Warty and the Pentax
John
dingo at coco2.arach.net.au
Thu Oct 7 03:16:50 UTC 2004
Matt Zimmerman wrote:
> On Wed, Oct 06, 2004 at 05:48:03PM +0800, John wrote:
>
>
>>I am not sure I want this behaviour for _any_ user. Let's say my system
>>is ubuntu.unwired.lan. It's a big box, supporting lots of users who boot
>>their lesser boxes and start X:
>>X -query ubuntu.unwired.lan
>
>
> In this scenario, you might disable this setting by default. This isn't
> quite the common case, though.
That is true. I was hoping you'd say it wouldn't mount for remote users.

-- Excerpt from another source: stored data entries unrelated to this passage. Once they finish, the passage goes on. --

//! # Mvmrpc
//!
//! The command protocol of the multi-VM application-management core: typed
//! wire commands, the lifecycle/window command set, and the request/response
//! envelope carried over per-isolate event queues.
//!
//! ## Architecture
//!
//! Commands serialize positionally over `mvmpack`. Every concrete command
//! writes its base field group first, then its own fields, in the same order
//! on both ends; that symmetry is the load-bearing invariant of the wire
//! format. Routing happens on `message_type` before any field is decoded.

pub mod command;
pub mod descriptor;
pub mod error;
pub mod fields;
pub mod frame;
pub mod id;
pub mod lifecycle;
pub mod response;
pub mod route;
pub mod window;
pub mod wire;


pub use command::Command;
pub use descriptor::AppDescriptor;
pub use error::Error;
pub use error::Result;
pub use frame::Frame;
pub use id::AppId;
pub use id::IsolateId;
pub use id::WindowId;
pub use response::Payload;
pub use response::Response;
pub use wire::WireCommand;
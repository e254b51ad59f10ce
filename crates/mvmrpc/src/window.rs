//! # Window Commands
//!
//! Foreground/background handoff between executive and isolate. The requests
//! are synchronous so the executive can guarantee that at most one window is
//! foreground at any instant; the notifications flow back whenever a window
//! changes visibility for any reason, including local ones.

use crate::command::Command;
use crate::error::Result;
use crate::fields::FieldReader;
use crate::fields::FieldWriter;
use crate::fields::WindowRef;
use crate::id::WindowId;

/// Routing key for window requests and notifications.
pub const EXECUTIVE_WINDOW: &str = "executive/window";

/// Executive → isolate: bring a window to the foreground.
#[derive(Debug, Clone, PartialEq, Eq)]
pub struct Foreground {
    pub window_id: WindowId,
}

impl Command for Foreground {
    const MESSAGE_TYPE: &'static str = EXECUTIVE_WINDOW;
    const ID: &'static str = "Foreground";

    fn write_fields(&self, w: &mut FieldWriter) {
        w.i32(self.window_id.0);
    }

    fn read_fields(r: &mut FieldReader<'_>) -> Result<Self> {
        Ok(Self { window_id: WindowId(r.i32()?) })
    }
}

/// Executive → isolate: push a window to the background.
#[derive(Debug, Clone, PartialEq, Eq)]
pub struct Background {
    pub window_id: WindowId,
}

impl Command for Background {
    const MESSAGE_TYPE: &'static str = EXECUTIVE_WINDOW;
    const ID: &'static str = "Background";

    fn write_fields(&self, w: &mut FieldWriter) {
        w.i32(self.window_id.0);
    }

    fn read_fields(r: &mut FieldReader<'_>) -> Result<Self> {
        Ok(Self { window_id: WindowId(r.i32()?) })
    }
}

/// Isolate → executive: one of this isolate's windows became foreground.
#[derive(Debug, Clone, PartialEq, Eq)]
pub struct NotifyFg {
    pub window: WindowRef,
}

impl Command for NotifyFg {
    const MESSAGE_TYPE: &'static str = EXECUTIVE_WINDOW;
    const ID: &'static str = "NotifyFg";

    fn write_fields(&self, w: &mut FieldWriter) {
        self.window.put(w);
    }

    fn read_fields(r: &mut FieldReader<'_>) -> Result<Self> {
        Ok(Self { window: WindowRef::take(r)? })
    }
}

/// Isolate → executive: one of this isolate's windows left the foreground.
#[derive(Debug, Clone, PartialEq, Eq)]
pub struct NotifyBg {
    pub window: WindowRef,
}

impl Command for NotifyBg {
    const MESSAGE_TYPE: &'static str = EXECUTIVE_WINDOW;
    const ID: &'static str = "NotifyBg";

    fn write_fields(&self, w: &mut FieldWriter) {
        self.window.put(w);
    }

    fn read_fields(r: &mut FieldReader<'_>) -> Result<Self> {
        Ok(Self { window: WindowRef::take(r)? })
    }
}
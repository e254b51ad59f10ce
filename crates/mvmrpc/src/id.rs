//! Strong types for the identifiers that cross the process boundary.

/// Strong type for isolate identifiers. The executive is itself an isolate.
#[derive(Copy, Clone, Debug, Hash, PartialEq, Eq, PartialOrd, Ord)]
pub struct IsolateId(pub i32);

impl std::fmt::Display for IsolateId {
    fn fmt(&self, f: &mut std::fmt::Formatter<'_>) -> std::fmt::Result {
        write!(f, "isolate-{}", self.0)
    }
}

/// Strong type for application identifiers, unique within their isolate.
#[derive(Copy, Clone, Debug, Hash, PartialEq, Eq, PartialOrd, Ord)]
pub struct AppId(pub i32);

impl std::fmt::Display for AppId {
    fn fmt(&self, f: &mut std::fmt::Formatter<'_>) -> std::fmt::Result {
        write!(f, "app-{}", self.0)
    }
}

/// Strong type for window identifiers.
#[derive(Copy, Clone, Debug, Hash, PartialEq, Eq, PartialOrd, Ord)]
pub struct WindowId(pub i32);

impl std::fmt::Display for WindowId {
    fn fmt(&self, f: &mut std::fmt::Formatter<'_>) -> std::fmt::Result {
        write!(f, "window-{}", self.0)
    }
}
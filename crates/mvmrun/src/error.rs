//! Runtime errors.

use mvmrpc::IsolateId;

#[derive(Debug, Clone)]
pub enum Error {
    /// Wire decode or routing failure, recovered locally by the transport.
    Protocol(mvmrpc::Error),
    /// A synchronous call exceeded its deadline.
    Timeout,
    /// The target isolate is destroyed or never existed.
    Unreachable(IsolateId),
    /// The remote side answered with a `Failure` response.
    Remote(String),
    /// Class-loading the requested application failed.
    Instantiation(String),
    /// A response channel closed before fulfillment.
    ChannelClosed,
}

impl std::fmt::Display for Error {
    fn fmt(&self, f: &mut std::fmt::Formatter<'_>) -> std::fmt::Result {
        match self {
            Self::Protocol(e) => write!(f, "protocol error: {}", e),
            Self::Timeout => write!(f, "request timed out"),
            Self::Unreachable(id) => write!(f, "target unreachable: {}", id),
            Self::Remote(msg) => write!(f, "remote failure: {}", msg),
            Self::Instantiation(msg) => write!(f, "instantiation failure: {}", msg),
            Self::ChannelClosed => write!(f, "response channel closed"),
        }
    }
}

impl std::error::Error for Error {}

impl From<mvmrpc::Error> for Error {
    fn from(e: mvmrpc::Error) -> Self {
        Self::Protocol(e)
    }
}

pub type Result<T> = std::result::Result<T, Error>;
use std::collections::HashMap;

use shared::models::{ServiceCreate, Shop, ShopUpdate, ShopWithOwner};
use sqlx::PgPool;

use super::catalog;

#[derive(Debug)]
pub struct NewShop<'a> {
    pub shop_name: &'a str,
    pub contact_number: &'a str,
    pub zone: &'a str,
    pub street: &'a str,
    pub barangay: &'a str,
    pub building: Option<&'a str>,
    pub opening_time: &'a str,
    pub closing_time: &'a str,
}

/// Insert the shop and its initial services, and flag the owner, in one transaction
pub async fn create_with_services(
    pool: &PgPool,
    user_id: i64,
    shop: &NewShop<'_>,
    services: &[ServiceCreate],
    now: i64,
) -> Result<i64, sqlx::Error> {
    let mut tx = pool.begin().await?;

    let shop_id: i64 = sqlx::query_scalar(
        "INSERT INTO shops (user_id, shop_name, contact_number, zone, street, barangay, building, opening_time, closing_time, created_at)
         VALUES ($1, $2, $3, $4, $5, $6, $7, $8, $9, $10)
         RETURNING id",
    )
    .bind(user_id)
    .bind(shop.shop_name)
    .bind(shop.contact_number)
    .bind(shop.zone)
    .bind(shop.street)
    .bind(shop.barangay)
    .bind(shop.building)
    .bind(shop.opening_time)
    .bind(shop.closing_time)
    .bind(now)
    .fetch_one(&mut *tx)
    .await?;

    for service in services {
        sqlx::query(
            "INSERT INTO shop_services (shop_id, service_name, color, price) VALUES ($1, $2, $3, $4)",
        )
        .bind(shop_id)
        .bind(&service.service_name)
        .bind(&service.color)
        .bind(service.price)
        .execute(&mut *tx)
        .await?;
    }

    sqlx::query("UPDATE users SET is_shop_owner = TRUE WHERE id = $1")
        .bind(user_id)
        .execute(&mut *tx)
        .await?;

    tx.commit().await?;
    Ok(shop_id)
}

pub async fn find_by_id(pool: &PgPool, shop_id: i64) -> Result<Option<Shop>, sqlx::Error> {
    sqlx::query_as("SELECT * FROM shops WHERE id = $1")
        .bind(shop_id)
        .fetch_optional(pool)
        .await
}

pub async fn find_by_owner(pool: &PgPool, user_id: i64) -> Result<Option<Shop>, sqlx::Error> {
    sqlx::query_as("SELECT * FROM shops WHERE user_id = $1")
        .bind(user_id)
        .fetch_optional(pool)
        .await
}

/// Newest first; `limit = None` returns every shop
pub async fn list(pool: &PgPool, limit: Option<i64>) -> Result<Vec<Shop>, sqlx::Error> {
    sqlx::query_as("SELECT * FROM shops ORDER BY created_at DESC LIMIT $1")
        .bind(limit)
        .fetch_all(pool)
        .await
}

/// All shops with owner name/email and their services
pub async fn list_with_owners(pool: &PgPool) -> Result<Vec<ShopWithOwner>, sqlx::Error> {
    let mut shops: Vec<ShopWithOwner> = sqlx::query_as(
        "SELECT s.*, u.name AS owner_name, u.email AS owner_email
         FROM shops s JOIN users u ON u.id = s.user_id
         ORDER BY s.created_at DESC",
    )
    .fetch_all(pool)
    .await?;

    let ids: Vec<i64> = shops.iter().map(|s| s.shop.id).collect();
    let mut by_shop: HashMap<i64, Vec<_>> = HashMap::new();
    for service in catalog::services_for_shops(pool, &ids).await? {
        by_shop.entry(service.shop_id).or_default().push(service);
    }
    for shop in &mut shops {
        shop.services = by_shop.remove(&shop.shop.id).unwrap_or_default();
    }
    Ok(shops)
}

/// Partial update; omitted fields keep their stored values
pub async fn update(
    pool: &PgPool,
    shop_id: i64,
    update: &ShopUpdate,
) -> Result<Option<Shop>, sqlx::Error> {
    sqlx::query_as(
        "UPDATE shops SET
            shop_name = COALESCE($2, shop_name),
            contact_number = COALESCE($3, contact_number),
            zone = COALESCE($4, zone),
            street = COALESCE($5, street),
            barangay = COALESCE($6, barangay),
            building = COALESCE($7, building),
            opening_time = COALESCE($8, opening_time),
            closing_time = COALESCE($9, closing_time)
         WHERE id = $1
         RETURNING *",
    )
    .bind(shop_id)
    .bind(&update.shop_name)
    .bind(&update.contact_number)
    .bind(&update.zone)
    .bind(&update.street)
    .bind(&update.barangay)
    .bind(&update.building)
    .bind(&update.opening_time)
    .bind(&update.closing_time)
    .fetch_optional(pool)
    .await
}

That would be a sensible default.
>
>
>>I should also mention I had to be root to unmount it (no entry for it in
>>fstab).
>
>
> Right-click on the icon and select "unmount" (or "eject").
>
I was at the commandline, didn't think of the GUI.
umount doesn't.
eject does (/dev/sda and /dev/sda1 both), but says it couldn't open the
device.
btw I think /dev/sda is correct, as I recall it unmounts all partitions.
I suspect that one some hardware eject may fail: a friend of mine with
the same disk enclosuer and drive finds the scsi disk changes for
consecutive mounts, sd{a,b,c} etc. Happens with his camera.
I have one machine here where it happes too, just don't recall which.
The countermeasure is to
ecject /dev/sda
each time. I suspect for this to work it has to be run by root so as to
open the device.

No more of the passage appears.